Summary
Bank of America Corporation (BAC) has disclosed its participation in the Federal Reserve's Comprehensive Capital Analysis and Review (CCAR) process. While the company had planned to maintain its common dividend and modestly increase it in the latter half of 2011, the Federal Reserve objected to the proposed increase. BAC intends to work with the Fed to resubmit a revised capital plan seeking permission for this modest dividend increase. The company also highlighted significant progress in strengthening its capital and liquidity positions over the past 12 months. This includes a substantial reduction in risk-weighted assets, growth in Tier 1 common equity and tangible common equity ratios, and a record increase in global excess liquidity, demonstrating a more robust financial foundation.
Key Highlights
- 1Federal Reserve objected to Bank of America's proposed modest increase in common dividend for the second half of 2011.
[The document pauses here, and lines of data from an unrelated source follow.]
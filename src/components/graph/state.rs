//! Graph simulation state and interaction tracking.
//!
//! Wraps the `force_graph` physics simulation with per-node metadata, the
//! view transform for pan/zoom, in-progress drag/pan gestures, the selection
//! store, and the set of collapsed subtree roots.

use std::collections::{HashMap, HashSet};
use std::f64::consts::PI;

use force_graph::{DefaultNodeIdx, EdgeData, ForceGraph, NodeData, SimulationParameters};

use super::collapse;
use super::geometry::Point;
use super::selection::{Selection, SelectionSnapshot};
use super::theme::Theme;
use super::types::GraphData;

/// Per-node display metadata attached to each node in the simulation.
#[derive(Clone, Debug, Default)]
pub struct NodeInfo {
	/// Node id from the input data.
	pub id: String,
	/// Optional display label.
	pub label: Option<String>,
	/// Resolved CSS fill color.
	pub color: String,
	/// Size multiplier (1.0 = normal, >1.0 = larger/more important)
	pub size: f64,
}

/// Pan and zoom transform applied to the entire graph view.
#[derive(Clone, Debug, Default)]
pub struct ViewTransform {
	/// Horizontal pan offset.
	pub x: f64,
	/// Vertical pan offset.
	pub y: f64,
	/// Zoom factor (1.0 = 100%, clamped to 0.1..10.0).
	pub k: f64,
}

/// Tracks an in-progress node drag operation.
#[derive(Clone, Debug, Default)]
pub struct DragState {
	/// Whether a drag is active.
	pub active: bool,
	/// Simulation index of the dragged node.
	pub node_idx: Option<DefaultNodeIdx>,
	/// Id of the dragged node, for selection on click-without-movement.
	pub node_id: Option<String>,
	/// Screen position where the drag started.
	pub start_x: f64,
	/// Screen position where the drag started.
	pub start_y: f64,
	/// Node position when the drag started.
	pub node_start_x: f32,
	/// Node position when the drag started.
	pub node_start_y: f32,
}

/// Tracks an in-progress background pan operation.
#[derive(Clone, Debug, Default)]
pub struct PanState {
	/// Whether a pan is active.
	pub active: bool,
	/// Screen position where the pan started.
	pub start_x: f64,
	/// Screen position where the pan started.
	pub start_y: f64,
	/// Transform offset when the pan started.
	pub transform_start_x: f64,
	/// Transform offset when the pan started.
	pub transform_start_y: f64,
}

/// Core graph state combining the physics simulation with interaction,
/// selection, and collapse tracking.
///
/// Created once when the component mounts, then mutated by event handlers
/// and the animation loop. `tick` advances the physics simulation; the
/// render pass reads positions back out each frame.
pub struct GraphState {
	/// Physics simulation carrying node metadata.
	pub graph: ForceGraph<NodeInfo, ()>,
	/// Input data, kept for link configuration and collapse queries.
	pub data: GraphData,
	/// Current pan/zoom transform.
	pub transform: ViewTransform,
	/// In-progress node drag.
	pub drag: DragState,
	/// In-progress background pan.
	pub pan: PanState,
	/// Current node/link selection.
	pub selection: Selection,
	/// Viewport width.
	pub width: f64,
	/// Viewport height.
	pub height: f64,
	/// Whether the simulation advances each frame.
	pub animation_running: bool,
	collapsed: HashSet<String>,
	last_emitted: SelectionSnapshot,
}

impl GraphState {
	/// Builds the simulation from graph data, seeding nodes on a circle
	/// around the viewport center.
	pub fn new(data: &GraphData, width: f64, height: f64, theme: &Theme) -> Self {
		let mut graph = ForceGraph::new(SimulationParameters {
			force_charge: 150.0,
			force_spring: 0.05,
			force_max: 100.0,
			node_speed: 3000.0,
			damping_factor: 0.9,
		});
		let mut id_to_idx = HashMap::new();

		// Count edges per node for importance calculation
		let mut edge_counts: HashMap<&String, usize> = HashMap::new();
		for link in &data.links {
			*edge_counts.entry(&link.source).or_insert(0) += 1;
			*edge_counts.entry(&link.target).or_insert(0) += 1;
		}
		let max_edges = edge_counts.values().copied().max().unwrap_or(1).max(1);

		// Groups claim palette slots in first-seen order
		let mut group_slots: HashMap<&String, usize> = HashMap::new();

		for (i, node) in data.nodes.iter().enumerate() {
			// Color precedence: explicit > group slot > palette by index
			let color = node.color.clone().unwrap_or_else(|| {
				let slot = node
					.group
					.as_ref()
					.map(|g| {
						let next = group_slots.len();
						*group_slots.entry(g).or_insert(next)
					})
					.unwrap_or(i);
				theme.palette.get(slot).to_css_rgb()
			});
			let angle = (i as f64) * 2.0 * PI / data.nodes.len().max(1) as f64;
			let (x, y) = (
				(width / 2.0 + 100.0 * angle.cos()) as f32,
				(height / 2.0 + 100.0 * angle.sin()) as f32,
			);

			// Labeled and well-connected nodes render larger
			let has_label = node.label.is_some();
			let node_edges = edge_counts.get(&node.id).copied().unwrap_or(0);
			let edge_factor = (node_edges as f64 / max_edges as f64).sqrt();

			let size = if has_label {
				1.4 + 0.6 * edge_factor
			} else {
				0.7 + 0.5 * edge_factor
			};

			let idx = graph.add_node(NodeData {
				x,
				y,
				mass: 10.0,
				is_anchor: false,
				user_data: NodeInfo {
					id: node.id.clone(),
					label: node.label.clone(),
					color,
					size,
				},
			});
			id_to_idx.insert(node.id.clone(), idx);
		}

		for link in &data.links {
			if let (Some(&src), Some(&tgt)) =
				(id_to_idx.get(&link.source), id_to_idx.get(&link.target))
			{
				graph.add_edge(src, tgt, EdgeData::default());
			}
		}

		Self {
			graph,
			data: data.clone(),
			transform: ViewTransform {
				x: width / 2.0,
				y: height / 2.0,
				k: 1.0,
			},
			drag: DragState::default(),
			pan: PanState::default(),
			selection: Selection::new(),
			width,
			height,
			animation_running: true,
			collapsed: HashSet::new(),
			last_emitted: SelectionSnapshot::default(),
		}
	}

	/// Seeds the selection from an externally supplied snapshot without
	/// firing a change notification for it.
	pub fn seed_selection(&mut self, snapshot: &SelectionSnapshot) {
		self.selection.update(&Selection::from(snapshot));
		self.last_emitted = self.selection.freeze();
	}

	/// Converts screen coordinates to graph (layout) coordinates.
	pub fn screen_to_graph(&self, sx: f64, sy: f64) -> (f64, f64) {
		(
			(sx - self.transform.x) / self.transform.k,
			(sy - self.transform.y) / self.transform.k,
		)
	}

	/// Finds the node under a screen position, if any.
	pub fn node_at_position(
		&self,
		sx: f64,
		sy: f64,
		hit_radius: f64,
	) -> Option<(DefaultNodeIdx, String)> {
		let (gx, gy) = self.screen_to_graph(sx, sy);
		let mut found = None;
		self.graph.visit_nodes(|node| {
			let (dx, dy) = (node.x() as f64 - gx, node.y() as f64 - gy);
			let node_hit_radius = hit_radius * node.data.user_data.size;
			if (dx * dx + dy * dy).sqrt() < node_hit_radius {
				found = Some((node.index(), node.data.user_data.id.clone()));
			}
		});
		found
	}

	/// Snapshot of every node's position and display metadata, in
	/// simulation order.
	pub fn node_snapshots(&self) -> Vec<(Point, NodeInfo)> {
		let mut nodes = Vec::with_capacity(self.data.nodes.len());
		self.graph.visit_nodes(|node| {
			nodes.push((
				Point::new(node.x() as f64, node.y() as f64),
				node.data.user_data.clone(),
			));
		});
		nodes
	}

	/// Advances the physics simulation.
	pub fn tick(&mut self, dt: f32) {
		self.graph.update(dt);
	}

	/// Updates the viewport bounds.
	pub fn resize(&mut self, width: f64, height: f64) {
		self.width = width;
		self.height = height;
	}

	/// Collapses or expands the subtree rooted at `id`.
	///
	/// Nodes without out-edges are ignored; returns whether anything changed.
	pub fn toggle_collapse(&mut self, id: &str) -> bool {
		if !self.collapsed.contains(id) && !collapse::has_out_edges(&self.data.links, id) {
			return false;
		}
		if !self.collapsed.remove(id) {
			self.collapsed.insert(id.to_string());
		}
		true
	}

	/// Whether the node is a collapsed subtree root.
	pub fn is_collapsed(&self, id: &str) -> bool {
		self.collapsed.contains(id)
	}

	/// Nodes hidden by the current collapsed roots.
	pub fn hidden_nodes(&self) -> HashSet<String> {
		collapse::hidden_nodes(&self.data.links, &self.collapsed)
	}

	/// Returns a fresh selection snapshot if it differs from the last one
	/// this method handed out, and records it as emitted.
	///
	/// The comparison is the snapshot's positional equality, so callers see
	/// a change notification exactly when the frozen sequences differ.
	pub fn take_selection_change(&mut self) -> Option<SelectionSnapshot> {
		let snapshot = self.selection.freeze();
		if snapshot == self.last_emitted {
			return None;
		}
		self.last_emitted = snapshot.clone();
		Some(snapshot)
	}
}

#[cfg(test)]
mod tests {
	use super::*;
	use crate::components::graph::types::{GraphLink, GraphNode};

	fn node(id: &str) -> GraphNode {
		GraphNode {
			id: id.to_string(),
			label: None,
			color: None,
			group: None,
		}
	}

	fn link(source: &str, target: &str) -> GraphLink {
		GraphLink {
			source: source.to_string(),
			target: target.to_string(),
			curve: None,
			break_points: Vec::new(),
			self_direction: None,
		}
	}

	fn sample_state() -> GraphState {
		let data = GraphData {
			nodes: vec![node("a"), node("b"), node("c")],
			links: vec![link("a", "b"), link("b", "c")],
		};
		GraphState::new(&data, 800.0, 600.0, &Theme::default())
	}

	#[test]
	fn selection_change_fires_once_per_observable_change() {
		let mut state = sample_state();
		assert_eq!(state.take_selection_change(), None);

		state.selection.toggle_node("a");
		let snapshot = state.take_selection_change().expect("changed");
		assert_eq!(snapshot.nodes, vec!["a"]);
		assert_eq!(state.take_selection_change(), None);

		// toggle off and back on: single id, so positions also match
		state.selection.toggle_node("a");
		state.selection.toggle_node("a");
		assert_eq!(state.take_selection_change(), None);
	}

	#[test]
	fn reordering_without_membership_change_still_fires() {
		let mut state = sample_state();
		state.selection.add_nodes(["a", "b"]);
		state.take_selection_change().expect("initial emit");

		state.selection.remove_node("a");
		state.selection.add_node("a");
		// same membership, different sequence: positional equality reports a change
		let snapshot = state.take_selection_change().expect("reordered");
		assert_eq!(snapshot.nodes, vec!["b", "a"]);
	}

	#[test]
	fn seeded_selection_does_not_fire() {
		let mut state = sample_state();
		let seed = SelectionSnapshot {
			nodes: vec!["a".to_string()],
			links: Vec::new(),
		};
		state.seed_selection(&seed);
		assert!(state.selection.node_is_selected("a"));
		assert_eq!(state.take_selection_change(), None);

		state.selection.clear();
		assert!(state.take_selection_change().is_some());
	}

	#[test]
	fn collapse_toggle_hides_and_restores_descendants() {
		let mut state = sample_state();
		assert!(state.toggle_collapse("a"));
		assert!(state.is_collapsed("a"));
		let hidden = state.hidden_nodes();
		assert!(hidden.contains("b") && hidden.contains("c"));

		assert!(state.toggle_collapse("a"));
		assert!(state.hidden_nodes().is_empty());
	}

	#[test]
	fn collapsing_a_leaf_is_a_no_op() {
		let mut state = sample_state();
		assert!(!state.toggle_collapse("c"));
		assert!(!state.is_collapsed("c"));
	}

	#[test]
	fn hit_test_honors_the_view_transform() {
		let mut state = sample_state();
		// place node "a" at a known graph position
		state.graph.visit_nodes_mut(|node| {
			if node.data.user_data.id == "a" {
				node.data.x = 0.0;
				node.data.y = 0.0;
			} else {
				node.data.x = 500.0;
				node.data.y = 500.0;
			}
		});
		state.transform = ViewTransform {
			x: 100.0,
			y: 50.0,
			k: 2.0,
		};

		// graph (0,0) maps to screen (100,50)
		let hit = state.node_at_position(100.0, 50.0, 12.0);
		assert_eq!(hit.map(|(_, id)| id), Some("a".to_string()));
		assert!(state.node_at_position(400.0, 400.0, 12.0).is_none());
	}

	#[test]
	fn explicit_colors_win_over_palette() {
		let mut colored = node("a");
		colored.color = Some("#ff0000".to_string());
		let data = GraphData {
			nodes: vec![colored, node("b")],
			links: Vec::new(),
		};
		let state = GraphState::new(&data, 800.0, 600.0, &Theme::default());
		let nodes = state.node_snapshots();
		let a = nodes.iter().find(|(_, info)| info.id == "a").unwrap();
		assert_eq!(a.1.color, "#ff0000");
	}

	#[test]
	fn grouped_nodes_share_a_palette_slot() {
		let mut x = node("x");
		let mut y = node("y");
		x.group = Some("cluster".to_string());
		y.group = Some("cluster".to_string());
		let data = GraphData {
			nodes: vec![x, y],
			links: Vec::new(),
		};
		let state = GraphState::new(&data, 800.0, 600.0, &Theme::default());
		let nodes = state.node_snapshots();
		assert_eq!(nodes[0].1.color, nodes[1].1.color);
	}
}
- 2Bank of America intends to resubmit a revised capital plan to seek approval for the dividend increase.
- 3Risk-weighted assets were reduced by $108 billion in 2010.
- 4Tier 1 common equity ratio increased to 8.6% at year-end 2010 from 7.1% at year-end 2009.
- 5Tangible common equity ratio grew to 6.0% at year-end 2010 from 5.1% at year-end 2009.
- 6Global excess liquidity reached a record $336 billion during 2010.
- 7The company is focused on building its capital and liquidity positions.